Before continuing with the last section of Arslanovič’s letter, I want to briefly investigate the implications of the four postulates of socialist morality discussed above. While the cases do not provide an exact and definitive answer to the nature of othering and the precise reasoning behind the discrimination, they do offer insight into a set of characteristics that the craftsmen themselves perceived as potentially undesirable for the authorities. Quite possibly, in the eyes of the local officials, “oriental” blended with “Albanian,” “Macedonian,” “Muslim,” and “southern.” The intersection of these identities, however, made Albanians particularly susceptible to orientalist and balkanist othering.
Arslanovič’s letter was concluded with a warning to the local authorities:
[I]n case that my appeal is not considered [neuvidevnost], I will be compelled to submit an application to the relevant higher authorities and present to them the situation regarding us Macedonians in the light of the true factual state, as I feel disadvantaged [prikrajšan] and harmed [oškodovan] due to such a blanket explanation.Footnote 44
Consequently, the republican minister for industry, Tomo Brejc, got involved. He rejected claims of national discrimination citing the constitution which guaranteed equal treatment. Even though Arslanovič’s complaint was unsuccessful, it shows that he was testing out different arguments. Additionally, his threat to go to superior authorities was not coincidental.
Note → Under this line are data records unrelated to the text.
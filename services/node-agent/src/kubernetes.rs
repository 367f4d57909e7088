//! Kubernetes lifecycle arbiter client: polls the control plane for a task
//! (`none`/`wait`/`init`/`join_control_plane`/`join_worker`), drives `kubeadm`
//! accordingly, and reports the outcome back. Also carries the self-healing
//! behaviors the original agent ties to every sync tick: a CNI watchdog, a
//! kubelet `--node-ip` pin to the overlay address, advertise-address drift
//! detection with forced rejoin, and an unhealthy-local-apiserver rejoin.
//!
//! Grounded on `agent/kubernetes/kubernetes_linux.go`. The original's package
//! level mutex+timestamp pairs become fields on [`KubernetesAgent`], since the
//! agent process owns one instance of this for its whole lifetime.

use std::net::Ipv4Addr;
use std::path::Path;
use std::time::{Duration, Instant};

use anyhow::{Context, Result};
use chrono::{DateTime, Utc};
use tracing::{debug, info, warn};

use crate::client::{ControlPlaneClient, KubernetesReportRequest, KubernetesTaskResponse};

const ADMIN_CONF_PATH: &str = "/etc/kubernetes/admin.conf";
const KUBELET_CONF_PATH: &str = "/etc/kubernetes/kubelet.conf";
const CONTROL_PLANE_MANIFEST_PATH: &str = "/etc/kubernetes/manifests/kube-apiserver.yaml";
const ETCD_MANIFEST_PATH: &str = "/etc/kubernetes/manifests/etcd.yaml";
const CNI_NET_DIR: &str = "/etc/cni/net.d";
const KUBELET_KUBEADM_FLAGS_PATH: &str = "/var/lib/kubelet/kubeadm-flags.env";
const DEFAULT_KUBELET_PATH: &str = "/etc/default/kubelet";

const FLANNEL_MANIFEST_URL: &str =
    "https://github.com/flannel-io/flannel/releases/latest/download/kube-flannel.yml";

const OVERLAY_POOL_PREFIX: [u8; 2] = [10, 255];
const LOOPBACK_POOL_PREFIX: [u8; 3] = [10, 255, 0];

const FLANNEL_PATCH_INTERVAL: Duration = Duration::from_secs(2 * 60);
const FLANNEL_INSTALL_RETRY_INTERVAL: Duration = Duration::from_secs(5 * 60);
const CONTROL_PLANE_LABEL_INTERVAL: Duration = Duration::from_secs(2 * 60);
const CONTROL_PLANE_REJOIN_INTERVAL: Duration = Duration::from_secs(10 * 60);
const HEALTH_REJOIN_INTERVAL: Duration = Duration::from_secs(30 * 60);
const KUBELET_NODE_IP_INTERVAL: Duration = Duration::from_secs(2 * 60);
const MISSING_JOIN_REPORT_INTERVAL: Duration = Duration::from_secs(5 * 60);
const APISERVER_MANIFEST_PATCH_INTERVAL: Duration = Duration::from_secs(10 * 60);

struct InitResult {
    worker_join_command: String,
    control_plane_join_command: String,
    join_expires_at: DateTime<Utc>,
}

/// Drives one node's Kubernetes lifecycle across repeated sync ticks. Holds
/// rate-limit timestamps for every self-healing action so a misbehaving
/// cluster can't make this loop hammer `kubeadm`/`kubectl` every tick.
#[derive(Default)]
pub struct KubernetesAgent {
    last_flannel_patch: Option<Instant>,
    last_flannel_install: Option<Instant>,
    last_control_plane_label: Option<Instant>,
    last_control_plane_rejoin: Option<Instant>,
    last_health_rejoin: Option<Instant>,
    last_kubelet_node_ip: Option<Instant>,
    last_missing_join_report: Option<Instant>,
    last_apiserver_manifest_patch: Option<Instant>,
}
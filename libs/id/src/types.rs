//! Typed ID definitions for every store-issued entity in the data model.

use crate::define_id;

define_id!(NodeId);
define_id!(EnrollmentRequestId);
define_id!(ApiKeyId);
define_id!(IpPoolId);
define_id!(IpAllocationId);
define_id!(LinkAllocationId);
define_id!(WireGuardInterfaceId);
define_id!(NodePeerId);
define_id!(NodeConfigId);
define_id!(SshKeyId);
define_id!(NodeCommandId);
define_id!(EventId);
define_id!(AuditLogId);

#[cfg(test)]
mod tests {
    use super::*;

    #[test]
    fn roundtrips_through_string() {
        let id = NodeId::new(7);
        let s = id.to_string();
        assert_eq!(s, "7");
        let parsed: NodeId = s.parse().unwrap();
        assert_eq!(id, parsed);
    }

    #[test]
    fn roundtrips_through_json() {
        let id = NodeId::new(42);
        let json = serde_json::to_string(&id).unwrap();
        assert_eq!(json, "42");
        let parsed: NodeId = serde_json::from_str(&json).unwrap();
        assert_eq!(id, parsed);
    }

    #[test]
    fn rejects_non_positive() {
        assert!(NodeId::parse("0").is_err());
        assert!(NodeId::parse("-3").is_err());
        assert!(serde_json::from_str::<NodeId>("0").is_err());
    }

    #[test]
    fn rejects_garbage() {
        assert!(NodeId::parse("abc").is_err());
        assert!(NodeId::parse("").is_err());
    }
}
//! Two-phase enrollment: submit a request once, then poll until an
//! operator approves or rejects it.
//!
//! Grounded on the original agent's config/enrollment split: a request id
//! and enrollment secret are persisted the moment they're issued, never
//! regenerated, and the node id / API key are persisted the moment they're
//! handed back so a later restart picks up mid-poll instead of re-enrolling.

use std::time::Duration;

use anyhow::Result;
use tracing::{info, warn};

use crate::client::{ControlPlaneClient, EnrollRequest, EnrollStatusRequest, EnrollmentStatus};
use crate::config::Config;

const POLL_INTERVAL: Duration = Duration::from_secs(5);

/// Ensures `config.enrollment` ends up fully enrolled, blocking until an
/// operator approves or rejects the request. Returns an error if rejected;
/// callers should treat that as fatal rather than retrying forever.
pub async fn ensure_enrolled(config: &mut Config, client: &mut ControlPlaneClient) -> Result<()> {
    if config.enrollment.is_enrolled() {
        return Ok(());
    }

    if !config.enrollment.has_pending_enrollment() {
        submit(config, client).await?;
    }

    loop {
        match poll_once(config, client).await? {
            EnrollmentStatus::Pending => {
                info!("enrollment still pending, waiting for operator approval");
                tokio::time::sleep(POLL_INTERVAL).await;
            }
            EnrollmentStatus::Accepted => {
                if config.enrollment.is_enrolled() {
                    return Ok(());
                }
                tokio::time::sleep(POLL_INTERVAL).await;
            }
            EnrollmentStatus::Rejected => {
                anyhow::bail!("enrollment request {:?} was rejected", config.enrollment.request_id);
            }
        }
    }
}

async fn submit(config: &mut Config, client: &ControlPlaneClient) -> Result<()> {
    let request = EnrollRequest {
        hostname: config.hostname.clone(),
        provider: config.provider.clone(),
        os: config.os.clone(),
        desired_role: config.desired_role,
    };

    let response = client.enroll(&request).await?;
    info!(request_id = response.request_id, "submitted enrollment request");

    config.enrollment.request_id = Some(response.request_id);
    config.enrollment.enrollment_secret = Some(response.enrollment_secret);
    config.save_enrollment()?;
    Ok(())
}

async fn poll_once(config: &mut Config, client: &mut ControlPlaneClient) -> Result<EnrollmentStatus> {
    let request_id = config
        .enrollment
        .request_id
        .expect("poll_once called without a pending request id");
    let secret = config
        .enrollment
        .enrollment_secret
        .clone()
        .expect("poll_once called without an enrollment secret");

    let response = match client
        .enroll_status(&EnrollStatusRequest { request_id, enrollment_secret: secret })
        .await
    {
        Ok(response) => response,
        Err(e) => {
            warn!(error = %e, "enrollment status poll failed, retrying");
            return Ok(EnrollmentStatus::Pending);
        }
    };

    if let (Some(node_id), Some(api_key)) = (response.node_id, response.api_key.clone()) {
        config.enrollment.node_id = Some(node_id);
        config.enrollment.api_key = Some(api_key.clone());
        config.save_enrollment()?;
        client.set_api_key(api_key);
        info!(node_id, "enrollment approved, API key acquired");
    } else if let Some(node_id) = response.node_id {
        config.enrollment.node_id = Some(node_id);
        config.save_enrollment()?;
    }

    Ok(response.status)
}

#[cfg(test)]
mod tests {
    use super::*;
    use crate::config::{EnrollmentState, NodeRole};
    use std::path::PathBuf;

    fn base_config() -> Config {
        Config {
            control_plane_url: "http://example".into(),
            data_dir: PathBuf::from("/tmp/does-not-matter"),
            hostname: "host".into(),
            provider: "bare-metal".into(),
            os: "linux".into(),
            desired_role: NodeRole::Worker,
            heartbeat_interval_secs: 10,
            log_level: "info".into(),
            enrollment: EnrollmentState::default(),
        }
    }

    #[test]
    fn fresh_config_has_no_pending_enrollment() {
        let config = base_config();
        assert!(!config.enrollment.has_pending_enrollment());
        assert!(!config.enrollment.is_enrolled());
    }
}
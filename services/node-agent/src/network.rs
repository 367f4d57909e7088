//! WireGuard keypair management: learns which interfaces this node needs
//! from the control plane, generates or loads a keypair per interface, and
//! uploads public keys that haven't been uploaded yet.
//!
//! Grounded on the original agent's `keys` package: keys are generated with
//! the `wg` CLI rather than an in-process crypto implementation, one
//! keypair per interface, and an upload snapshot avoids re-uploading a key
//! that's already been seen by the control plane.

use std::collections::BTreeMap;
use std::path::{Path, PathBuf};

use anyhow::{Context, Result};
use tracing::info;

use crate::client::ControlPlaneClient;
use crate::state::WireguardKeysState;

const KEYS_DIR: &str = "/etc/wireguard/keys";

/// Public key for one interface, plus the path its private key lives at
/// (for the reconciler to reference when it renders the interface config).
pub struct InterfaceKey {
    pub interface_name: String,
    pub private_key_path: PathBuf,
    pub public_key: String,
}

/// Ensures every interface the control plane told us about has a keypair
/// on disk, generating new ones as needed, and returns all of them.
pub fn ensure_keys(keys_dir: &Path, required_interfaces: &[String]) -> Result<Vec<InterfaceKey>> {
    std::fs::create_dir_all(keys_dir)
        .with_context(|| format!("creating {}", keys_dir.display()))?;

    required_interfaces
        .iter()
        .map(|iface| ensure_key(keys_dir, iface))
        .collect()
}

fn ensure_key(keys_dir: &Path, interface_name: &str) -> Result<InterfaceKey> {
    let private_key_path = keys_dir.join(format!("{interface_name}.key"));
    let public_key_path = keys_dir.join(format!("{interface_name}.pub"));

    if private_key_path.exists() && public_key_path.exists() {
        let public_key = std::fs::read_to_string(&public_key_path)
            .with_context(|| format!("reading {}", public_key_path.display()))?
            .trim()
            .to_string();
        return Ok(InterfaceKey {
            interface_name: interface_name.to_string(),
            private_key_path,
            public_key,
        });
    }

    let (private_key, public_key) = generate_keypair()?;

    write_key_file(&private_key_path, &private_key, 0o600)?;
    write_key_file(&public_key_path, &public_key, 0o644)?;

    info!(interface = %interface_name, "generated new wireguard keypair");

    Ok(InterfaceKey {
        interface_name: interface_name.to_string(),
        private_key_path,
        public_key,
    })
}

fn write_key_file(path: &Path, contents: &str, mode: u32) -> Result<()> {
    use std::os::unix::fs::PermissionsExt;

    std::fs::write(path, format!("{contents}\n")).with_context(|| format!("writing {}", path.display()))?;
    std::fs::set_permissions(path, std::fs::Permissions::from_mode(mode))
        .with_context(|| format!("setting permissions on {}", path.display()))?;
    Ok(())
}

fn generate_keypair() -> Result<(String, String)> {
    let genkey = std::process::Command::new("wg")
        .arg("genkey")
        .output()
        .context("running wg genkey")?;
    if !genkey.status.success() {
        anyhow::bail!("wg genkey exited with {}", genkey.status);
    }
    let private_key = String::from_utf8(genkey.stdout)?.trim().to_string();

    let pubkey = std::process::Command::new("wg")
        .arg("pubkey")
        .arg_stdin(&private_key)
        .context("running wg pubkey")?;

    Ok((private_key, pubkey))
}

/// Uploads any interface public key that differs from (or is missing from)
/// the last uploaded snapshot, then persists the new snapshot.
pub async fn sync_keys(
    client: &ControlPlaneClient,
    state_path: &Path,
    keys: &[InterfaceKey],
) -> Result<()> {
    let previous = WireguardKeysState::load(state_path)?;

    let current: BTreeMap<String, String> = keys
        .iter()
        .map(|k| (k.interface_name.clone(), k.public_key.clone()))
        .collect();

    if previous.public_keys == current {
        return Ok(());
    }

    let pending: BTreeMap<String, String> = current
        .iter()
        .filter(|(iface, key)| previous.public_keys.get(*iface) != Some(*key))
        .map(|(k, v)| (k.clone(), v.clone()))
        .collect();

    if pending.is_empty() {
        return Ok(());
    }

    client.upload_keys(pending).await?;

    let next = WireguardKeysState { public_keys: current };
    next.save(state_path)?;
    Ok(())
}

trait CommandStdinExt {
    fn arg_stdin(&mut self, input: &str) -> Result<String>;
}

impl CommandStdinExt for std::process::Command {
    fn arg_stdin(&mut self, input: &str) -> Result<String> {
        use std::io::Write;
        use std::process::Stdio;

        let mut child = self
            .stdin(Stdio::piped())
            .stdout(Stdio::piped())
            .spawn()
            .context("spawning wg pubkey")?;
        child
            .stdin
            .take()
            .expect("stdin was piped")
            .write_all(input.as_bytes())
            .context("writing private key to wg pubkey stdin")?;
        let output = child.wait_with_output().context("waiting for wg pubkey")?;
        if !output.status.success() {
            anyhow::bail!("wg pubkey exited with {}", output.status);
        }
        Ok(String::from_utf8(output.stdout)?.trim().to_string())
    }
}

#[cfg(test)]
mod tests {
    use super::*;

    #[test]
    fn ensure_key_reuses_existing_keypair() {
        let dir = tempfile::tempdir().unwrap();
        std::fs::write(dir.path().join("wg-hub1.key"), "privatekey\n").unwrap();
        std::fs::write(dir.path().join("wg-hub1.pub"), "publickey\n").unwrap();

        let key = ensure_key(dir.path(), "wg-hub1").unwrap();
        assert_eq!(key.public_key, "publickey");
        assert_eq!(key.interface_name, "wg-hub1");
    }

    #[test]
    fn keys_dir_constant_matches_original_layout() {
        assert_eq!(KEYS_DIR, "/etc/wireguard/keys");
    }
}
//! Config bundle delivery: renders (and caches) the node's current bundle,
//! and records when the agent confirms it applied one.

use axum::extract::State;
use axum::Json;
use serde::{Deserialize, Serialize};

use crate::api::error::ApiError;
use crate::api::request_context::NodeAuth;
use crate::config_bundle::render_bundle;
use crate::models::{NodeConfigRow, SshKeyRow};
use crate::state::AppState;
use crate::{ipam, topology};

#[derive(Debug, Serialize)]
pub struct SshAuthorizedKeyEntry {
    pub username: String,
    pub public_key: String,
    #[serde(skip_serializing_if = "Option::is_none")]
    pub comment: Option<String>,
}

#[derive(Debug, Serialize)]
pub struct ConfigResponse {
    pub version: i64,
    pub hash: String,
    pub wireguard_configs: std::collections::BTreeMap<String, String>,
    pub network_interface_file: String,
    pub frr_config_file: String,
    pub ssh_authorized_keys: Vec<SshAuthorizedKeyEntry>,
}

pub async fn get_config(
    State(state): State<AppState>,
    NodeAuth { node_id }: NodeAuth,
) -> Result<Json<ConfigResponse>, ApiError> {
    let pool = state.db().pool();

    let node = topology::load_node(pool, node_id.value())
        .await?
        .ok_or_else(|| ApiError::not_found("not_found", "node not found"))?;
    let settings = ipam::load_settings(pool).await?;
    let spec = topology::build_bundle_spec(pool, &settings, &node).await?;
    let rendered = render_bundle(&spec);

    let wireguard_configs_json = serde_json::to_value(&rendered.wireguard_configs)
        .map_err(|e| ApiError::internal("internal_error", e.to_string()))?;

    let row = sqlx::query_as::<_, NodeConfigRow>(
        r#"
        INSERT INTO node_configs (node_id, fingerprint, wireguard_configs, interfaces_config, frr_config)
        VALUES ($1, $2, $3, $4, $5)
        ON CONFLICT (node_id) DO UPDATE SET
            fingerprint = EXCLUDED.fingerprint,
            wireguard_configs = EXCLUDED.wireguard_configs,
            interfaces_config = EXCLUDED.interfaces_config,
            frr_config = EXCLUDED.frr_config,
            generated_at = now()
        RETURNING id, node_id, fingerprint, wireguard_configs, interfaces_config, frr_config,
                  generated_at, applied_fingerprint, applied_at
        "#,
    )
    .bind(node_id.value())
    .bind(rendered.fingerprint.to_string())
    .bind(&wireguard_configs_json)
    .bind(&rendered.interfaces_config)
    .bind(&rendered.frr_config)
    .fetch_one(pool)
    .await?;

    let ssh_keys: Vec<SshKeyRow> = sqlx::query_as(
        r#"SELECT id, node_id, username, public_key, comment, created_at
           FROM ssh_keys WHERE node_id = $1 ORDER BY username, id"#,
    )
    .bind(node_id.value())
    .fetch_all(pool)
    .await?;

    Ok(Json(ConfigResponse {
        version: row.id,
        hash: row.fingerprint,
        wireguard_configs: rendered.wireguard_configs,
        network_interface_file: rendered.interfaces_config,
        frr_config_file: rendered.frr_config,
        ssh_authorized_keys: ssh_keys
            .into_iter()
            .map(|k| SshAuthorizedKeyEntry {
                username: k.username,
                public_key: k.public_key,
                comment: k.comment,
            })
            .collect(),
    }))
}

#[derive(Debug, Deserialize)]
pub struct ConfigAppliedRequest {
    pub version: i64,
    pub hash: String,
}

#[derive(Debug, Serialize)]
pub struct ConfigAppliedResponse {
    pub recorded: bool,
}

pub async fn config_applied(
    State(state): State<AppState>,
    NodeAuth { node_id }: NodeAuth,
    Json(body): Json<ConfigAppliedRequest>,
) -> Result<Json<ConfigAppliedResponse>, ApiError> {
    let pool = state.db().pool();

    let outcome = sqlx::query(
        r#"UPDATE node_configs SET applied_fingerprint = $3, applied_at = now()
           WHERE node_id = $1 AND id = $2 AND fingerprint = $3"#,
    )
    .bind(node_id.value())
    .bind(body.version)
    .bind(&body.hash)
    .execute(pool)
    .await?;

    Ok(Json(ConfigAppliedResponse {
        recorded: outcome.rows_affected() > 0,
    }))
}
It was precisely by appealing to the republican institutions that many other “oriental confectioners” were indeed successful. Oral history accounts confirmed that negotiations of a similar kind took place in later decades as well. Describing his father’s approach to bureaucratic obstacles, an interlocuter from Ljubljana said that Albanian craftsmen would “many times play the card of ‘Brotherhood and Unity.’ If they wanted to open a business, but were denied for whatever reason […] Albanians would often say: ‘So, no Brotherhood and Unity for Albanians? I will have to escalate this issue with Belgrade. [Aha, znači za nas Albance nema bratstva i jedinstva, sad ću ja za Beograd]’.”Footnote 45
In the final part of the article, I connect my findings to the discussion about race in socialist Yugoslavia. Although we can interpret the discrimination by local authorities as a form of (cultural) racism, I will make the case that complaints of “oriental confectioners” encouraged the republican authorities to resist racialized othering by sticking to socialist principles.
“Oriental others” or “Yugoslav brothers”? Racial and oriental thinking between policy and legacy
So far, the article has laid out a clear picture of how authorities in early socialist Slovenia orientalized Albanian craftsmen. In this section, I will discuss the implications of the findings for the debate on the construction of difference and othering in the Balkans. This debate has recently seen a surge in postcolonial applications of race to the region. I want to explore if the established concepts of orientalism and balkanism employed in this article can be complemented with race as an analytical tool to help us better understand the experience of Albanian migrants in the role of “oriental confectioners.” Was the treatment of Albanians in early socialist Slovenia informed by racialized thinking and did Albanians at the time experience (cultural) racism? To answer these questions, I first look into the locations within the state apparatus where exclusionary tendencies were occurring, however, I also account for instances of inclusionary treatment. Firstly, I show how the emerging socialist state was split between two opposing tendencies, and, secondly, I argue that any use of race and racism in accounting for the Albanian experience in Slovenia must be attentive to nuance in order for its application to benefit the aforementioned discussion without oversimplifying it.
In accounting for the discriminating treatment experienced by Albanians, the article avoided the simplistic scheme of the oppressive state and its helpless victim. Rather, by focusing on the agency of the craftsmen, I argued that despite exclusionary practices of the local state, “oriental confectioners” were negotiating their inclusion by aligning themselves with the perceived postulates of socialist morality. I now want to show that (successful) negotiation was possible first and foremost due to different dynamics between different levels of administration. Discrimination, I argue, was mainly occurring in the domain of the local, municipal state. When escalation involved republican authorities, however, the chances of a successful outcome increased.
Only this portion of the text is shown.